**WHAT TO DO**
Once the line containing "assert!(detector.update(0.3, THRESH, 66));" is found in the entries below, reproduce it and every line after it, stopping at and including the line containing "assert!((moved.gaze - 0.2).abs()"; reproduce nothing else, and keep each line exact.

[Dataset entries]
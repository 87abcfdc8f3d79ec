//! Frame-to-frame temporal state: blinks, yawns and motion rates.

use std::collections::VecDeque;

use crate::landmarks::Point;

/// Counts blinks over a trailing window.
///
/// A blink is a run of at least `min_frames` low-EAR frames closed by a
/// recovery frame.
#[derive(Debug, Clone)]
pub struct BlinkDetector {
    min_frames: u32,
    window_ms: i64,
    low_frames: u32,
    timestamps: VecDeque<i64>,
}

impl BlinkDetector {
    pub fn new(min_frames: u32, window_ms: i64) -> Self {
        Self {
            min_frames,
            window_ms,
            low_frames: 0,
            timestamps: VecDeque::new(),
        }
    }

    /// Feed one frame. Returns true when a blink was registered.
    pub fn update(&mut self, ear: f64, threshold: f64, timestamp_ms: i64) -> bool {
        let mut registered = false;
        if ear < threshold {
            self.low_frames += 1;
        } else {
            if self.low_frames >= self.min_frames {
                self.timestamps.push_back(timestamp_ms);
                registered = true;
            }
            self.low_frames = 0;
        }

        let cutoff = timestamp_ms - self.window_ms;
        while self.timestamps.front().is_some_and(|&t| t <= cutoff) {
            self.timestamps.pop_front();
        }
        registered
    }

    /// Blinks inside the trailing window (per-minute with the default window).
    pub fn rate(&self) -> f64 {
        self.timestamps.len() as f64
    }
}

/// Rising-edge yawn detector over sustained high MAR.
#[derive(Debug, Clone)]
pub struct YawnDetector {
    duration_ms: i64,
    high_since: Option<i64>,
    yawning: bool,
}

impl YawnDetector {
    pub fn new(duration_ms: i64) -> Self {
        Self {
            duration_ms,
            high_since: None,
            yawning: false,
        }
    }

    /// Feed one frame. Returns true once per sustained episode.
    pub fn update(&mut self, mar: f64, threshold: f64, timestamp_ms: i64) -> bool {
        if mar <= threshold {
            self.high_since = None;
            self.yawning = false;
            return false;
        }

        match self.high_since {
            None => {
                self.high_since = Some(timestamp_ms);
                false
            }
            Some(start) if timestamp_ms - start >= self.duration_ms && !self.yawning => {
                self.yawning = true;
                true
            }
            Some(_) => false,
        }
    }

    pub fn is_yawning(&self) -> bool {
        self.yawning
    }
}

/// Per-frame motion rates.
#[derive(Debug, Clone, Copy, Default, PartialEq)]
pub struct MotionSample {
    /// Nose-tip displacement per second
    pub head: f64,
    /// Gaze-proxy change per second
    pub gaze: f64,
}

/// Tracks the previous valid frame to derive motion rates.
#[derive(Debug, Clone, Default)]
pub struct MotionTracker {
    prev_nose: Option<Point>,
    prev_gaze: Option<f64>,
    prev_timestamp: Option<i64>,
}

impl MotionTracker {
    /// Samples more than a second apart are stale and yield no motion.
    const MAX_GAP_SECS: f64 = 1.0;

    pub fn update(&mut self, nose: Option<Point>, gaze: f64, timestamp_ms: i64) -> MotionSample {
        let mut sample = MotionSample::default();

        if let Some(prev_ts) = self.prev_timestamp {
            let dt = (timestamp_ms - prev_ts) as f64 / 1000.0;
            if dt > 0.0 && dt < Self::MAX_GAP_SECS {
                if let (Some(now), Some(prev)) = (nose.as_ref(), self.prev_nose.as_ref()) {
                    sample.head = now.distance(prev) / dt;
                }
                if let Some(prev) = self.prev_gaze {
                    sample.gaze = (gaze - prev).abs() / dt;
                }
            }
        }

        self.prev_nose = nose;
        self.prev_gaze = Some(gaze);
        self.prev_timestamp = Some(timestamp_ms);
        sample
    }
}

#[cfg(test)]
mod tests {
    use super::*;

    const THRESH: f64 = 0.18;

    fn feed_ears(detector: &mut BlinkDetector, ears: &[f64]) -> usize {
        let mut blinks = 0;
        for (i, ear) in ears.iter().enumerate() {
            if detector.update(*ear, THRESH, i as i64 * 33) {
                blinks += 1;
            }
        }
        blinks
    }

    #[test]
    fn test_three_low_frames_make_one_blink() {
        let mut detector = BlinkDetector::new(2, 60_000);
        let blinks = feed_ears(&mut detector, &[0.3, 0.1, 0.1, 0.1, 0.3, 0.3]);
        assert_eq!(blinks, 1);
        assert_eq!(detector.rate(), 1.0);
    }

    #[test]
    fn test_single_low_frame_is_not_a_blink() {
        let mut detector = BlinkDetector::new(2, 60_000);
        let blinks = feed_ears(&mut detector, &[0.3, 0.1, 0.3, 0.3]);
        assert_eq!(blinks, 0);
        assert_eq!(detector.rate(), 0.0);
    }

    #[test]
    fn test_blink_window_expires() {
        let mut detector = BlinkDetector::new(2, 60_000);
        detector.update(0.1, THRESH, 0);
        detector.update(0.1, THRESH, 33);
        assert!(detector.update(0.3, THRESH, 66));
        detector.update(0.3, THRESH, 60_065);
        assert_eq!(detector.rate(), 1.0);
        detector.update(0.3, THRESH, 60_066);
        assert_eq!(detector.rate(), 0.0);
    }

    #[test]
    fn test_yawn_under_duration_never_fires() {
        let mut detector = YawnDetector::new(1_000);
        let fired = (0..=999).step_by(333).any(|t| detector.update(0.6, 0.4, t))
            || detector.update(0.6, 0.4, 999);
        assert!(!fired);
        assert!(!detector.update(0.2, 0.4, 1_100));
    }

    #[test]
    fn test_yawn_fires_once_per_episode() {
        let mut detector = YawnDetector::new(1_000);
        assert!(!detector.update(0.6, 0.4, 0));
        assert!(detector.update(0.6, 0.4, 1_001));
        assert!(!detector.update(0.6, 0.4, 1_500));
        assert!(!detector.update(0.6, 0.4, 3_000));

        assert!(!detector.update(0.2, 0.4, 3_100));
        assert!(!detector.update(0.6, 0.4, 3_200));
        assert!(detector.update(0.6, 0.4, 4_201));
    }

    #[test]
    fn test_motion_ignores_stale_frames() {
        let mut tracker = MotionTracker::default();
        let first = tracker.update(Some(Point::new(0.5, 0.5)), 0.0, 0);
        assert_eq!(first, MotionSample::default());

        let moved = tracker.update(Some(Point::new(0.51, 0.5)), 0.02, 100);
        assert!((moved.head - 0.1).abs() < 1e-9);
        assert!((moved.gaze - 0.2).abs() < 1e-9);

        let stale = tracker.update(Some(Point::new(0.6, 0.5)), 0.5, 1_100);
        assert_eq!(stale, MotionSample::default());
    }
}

--

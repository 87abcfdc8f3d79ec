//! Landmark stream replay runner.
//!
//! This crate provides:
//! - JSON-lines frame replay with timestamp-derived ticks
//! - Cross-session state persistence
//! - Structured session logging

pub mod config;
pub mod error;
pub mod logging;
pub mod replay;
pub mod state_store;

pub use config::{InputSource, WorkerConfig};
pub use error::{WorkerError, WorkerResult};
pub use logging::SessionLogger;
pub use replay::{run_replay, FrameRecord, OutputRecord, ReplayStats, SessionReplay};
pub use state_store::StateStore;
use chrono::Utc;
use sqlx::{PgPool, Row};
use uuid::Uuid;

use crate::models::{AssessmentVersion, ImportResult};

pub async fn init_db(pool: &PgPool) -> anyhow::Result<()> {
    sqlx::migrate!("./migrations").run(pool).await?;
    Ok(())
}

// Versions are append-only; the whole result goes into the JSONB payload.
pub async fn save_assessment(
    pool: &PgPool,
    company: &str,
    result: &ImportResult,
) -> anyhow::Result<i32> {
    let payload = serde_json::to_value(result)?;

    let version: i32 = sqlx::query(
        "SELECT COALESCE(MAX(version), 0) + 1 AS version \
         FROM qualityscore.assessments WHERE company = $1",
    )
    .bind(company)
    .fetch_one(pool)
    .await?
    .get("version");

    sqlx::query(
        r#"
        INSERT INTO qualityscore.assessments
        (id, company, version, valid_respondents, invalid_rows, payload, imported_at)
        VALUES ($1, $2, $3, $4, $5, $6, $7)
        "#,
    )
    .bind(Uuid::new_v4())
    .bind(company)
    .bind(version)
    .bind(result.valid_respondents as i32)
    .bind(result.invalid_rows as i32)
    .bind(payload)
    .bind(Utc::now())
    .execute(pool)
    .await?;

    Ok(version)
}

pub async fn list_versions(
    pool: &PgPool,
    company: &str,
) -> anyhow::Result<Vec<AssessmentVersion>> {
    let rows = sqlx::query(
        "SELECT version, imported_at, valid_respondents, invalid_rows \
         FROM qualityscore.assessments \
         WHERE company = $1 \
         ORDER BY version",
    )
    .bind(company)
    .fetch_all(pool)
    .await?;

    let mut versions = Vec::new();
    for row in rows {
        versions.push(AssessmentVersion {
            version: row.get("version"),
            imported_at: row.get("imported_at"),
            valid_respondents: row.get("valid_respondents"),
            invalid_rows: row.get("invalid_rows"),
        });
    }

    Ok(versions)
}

--

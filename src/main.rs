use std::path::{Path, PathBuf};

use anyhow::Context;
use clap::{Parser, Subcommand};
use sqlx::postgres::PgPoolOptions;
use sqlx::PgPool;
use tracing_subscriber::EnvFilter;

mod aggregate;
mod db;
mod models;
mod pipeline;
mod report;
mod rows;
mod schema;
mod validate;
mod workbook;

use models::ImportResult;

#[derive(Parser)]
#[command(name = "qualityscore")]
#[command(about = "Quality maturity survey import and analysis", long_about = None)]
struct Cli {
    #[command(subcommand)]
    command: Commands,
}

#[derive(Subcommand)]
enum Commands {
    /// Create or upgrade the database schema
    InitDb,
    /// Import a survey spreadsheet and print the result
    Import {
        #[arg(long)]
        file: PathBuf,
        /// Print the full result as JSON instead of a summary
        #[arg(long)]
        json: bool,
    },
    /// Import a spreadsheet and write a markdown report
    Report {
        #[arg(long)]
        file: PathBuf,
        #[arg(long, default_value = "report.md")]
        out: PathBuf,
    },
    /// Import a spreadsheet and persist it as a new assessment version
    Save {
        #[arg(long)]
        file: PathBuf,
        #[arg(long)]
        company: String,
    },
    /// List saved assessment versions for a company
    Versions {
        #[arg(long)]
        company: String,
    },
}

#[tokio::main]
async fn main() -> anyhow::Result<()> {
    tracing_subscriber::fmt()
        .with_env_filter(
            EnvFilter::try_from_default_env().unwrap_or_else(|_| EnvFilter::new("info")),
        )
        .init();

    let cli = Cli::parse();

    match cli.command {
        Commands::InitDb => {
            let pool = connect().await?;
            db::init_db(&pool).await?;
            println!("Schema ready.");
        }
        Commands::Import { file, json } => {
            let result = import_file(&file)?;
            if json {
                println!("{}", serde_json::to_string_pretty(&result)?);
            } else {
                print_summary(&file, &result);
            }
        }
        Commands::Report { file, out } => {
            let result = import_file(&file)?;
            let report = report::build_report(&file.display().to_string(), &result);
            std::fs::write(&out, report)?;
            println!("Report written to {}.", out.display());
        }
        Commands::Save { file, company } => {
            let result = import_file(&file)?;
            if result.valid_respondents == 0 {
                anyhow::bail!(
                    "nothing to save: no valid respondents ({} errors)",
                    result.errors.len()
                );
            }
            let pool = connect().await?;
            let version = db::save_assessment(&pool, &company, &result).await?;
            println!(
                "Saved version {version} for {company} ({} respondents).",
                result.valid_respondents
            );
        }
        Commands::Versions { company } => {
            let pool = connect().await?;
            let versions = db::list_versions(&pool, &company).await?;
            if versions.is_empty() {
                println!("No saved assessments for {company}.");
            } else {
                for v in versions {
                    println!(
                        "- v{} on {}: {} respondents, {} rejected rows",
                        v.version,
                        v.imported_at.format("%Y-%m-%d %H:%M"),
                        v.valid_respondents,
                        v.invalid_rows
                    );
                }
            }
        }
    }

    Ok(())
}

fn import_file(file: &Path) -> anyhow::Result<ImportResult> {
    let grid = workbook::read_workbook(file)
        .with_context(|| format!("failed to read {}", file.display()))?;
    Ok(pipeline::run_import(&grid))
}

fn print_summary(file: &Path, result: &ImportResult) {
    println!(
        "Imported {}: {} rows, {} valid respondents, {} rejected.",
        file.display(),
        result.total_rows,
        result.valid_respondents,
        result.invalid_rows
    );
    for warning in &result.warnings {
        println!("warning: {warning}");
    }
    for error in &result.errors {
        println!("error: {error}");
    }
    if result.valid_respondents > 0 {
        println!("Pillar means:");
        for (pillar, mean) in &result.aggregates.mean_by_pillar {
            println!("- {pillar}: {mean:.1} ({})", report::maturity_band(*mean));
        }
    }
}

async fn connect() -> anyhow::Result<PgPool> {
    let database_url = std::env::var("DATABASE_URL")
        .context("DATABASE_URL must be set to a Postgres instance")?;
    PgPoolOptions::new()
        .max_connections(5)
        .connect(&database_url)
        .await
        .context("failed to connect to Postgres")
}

**RESULT OF THIS EXERCISE**
        assert!(detector.update(0.3, THRESH, 66));
        detector.update(0.3, THRESH, 60_065);
        assert_eq!(detector.rate(), 1.0);
        detector.update(0.3, THRESH, 60_066);
        assert_eq!(detector.rate(), 0.0);
    }

    #[test]
    fn test_yawn_under_duration_never_fires() {
        let mut detector = YawnDetector::new(1_000);
        let fired = (0..=999).step_by(333).any(|t| detector.update(0.6, 0.4, t))
            || detector.update(0.6, 0.4, 999);
        assert!(!fired);
        assert!(!detector.update(0.2, 0.4, 1_100));
    }

    #[test]
    fn test_yawn_fires_once_per_episode() {
        let mut detector = YawnDetector::new(1_000);
        assert!(!detector.update(0.6, 0.4, 0));
        assert!(detector.update(0.6, 0.4, 1_001));
        assert!(!detector.update(0.6, 0.4, 1_500));
        assert!(!detector.update(0.6, 0.4, 3_000));

        assert!(!detector.update(0.2, 0.4, 3_100));
        assert!(!detector.update(0.6, 0.4, 3_200));
        assert!(detector.update(0.6, 0.4, 4_201));
    }

    #[test]
    fn test_motion_ignores_stale_frames() {
        let mut tracker = MotionTracker::default();
        let first = tracker.update(Some(Point::new(0.5, 0.5)), 0.0, 0);
        assert_eq!(first, MotionSample::default());

        let moved = tracker.update(Some(Point::new(0.51, 0.5)), 0.02, 100);
        assert!((moved.head - 0.1).abs() < 1e-9);
        assert!((moved.gaze - 0.2).abs() < 1e-9);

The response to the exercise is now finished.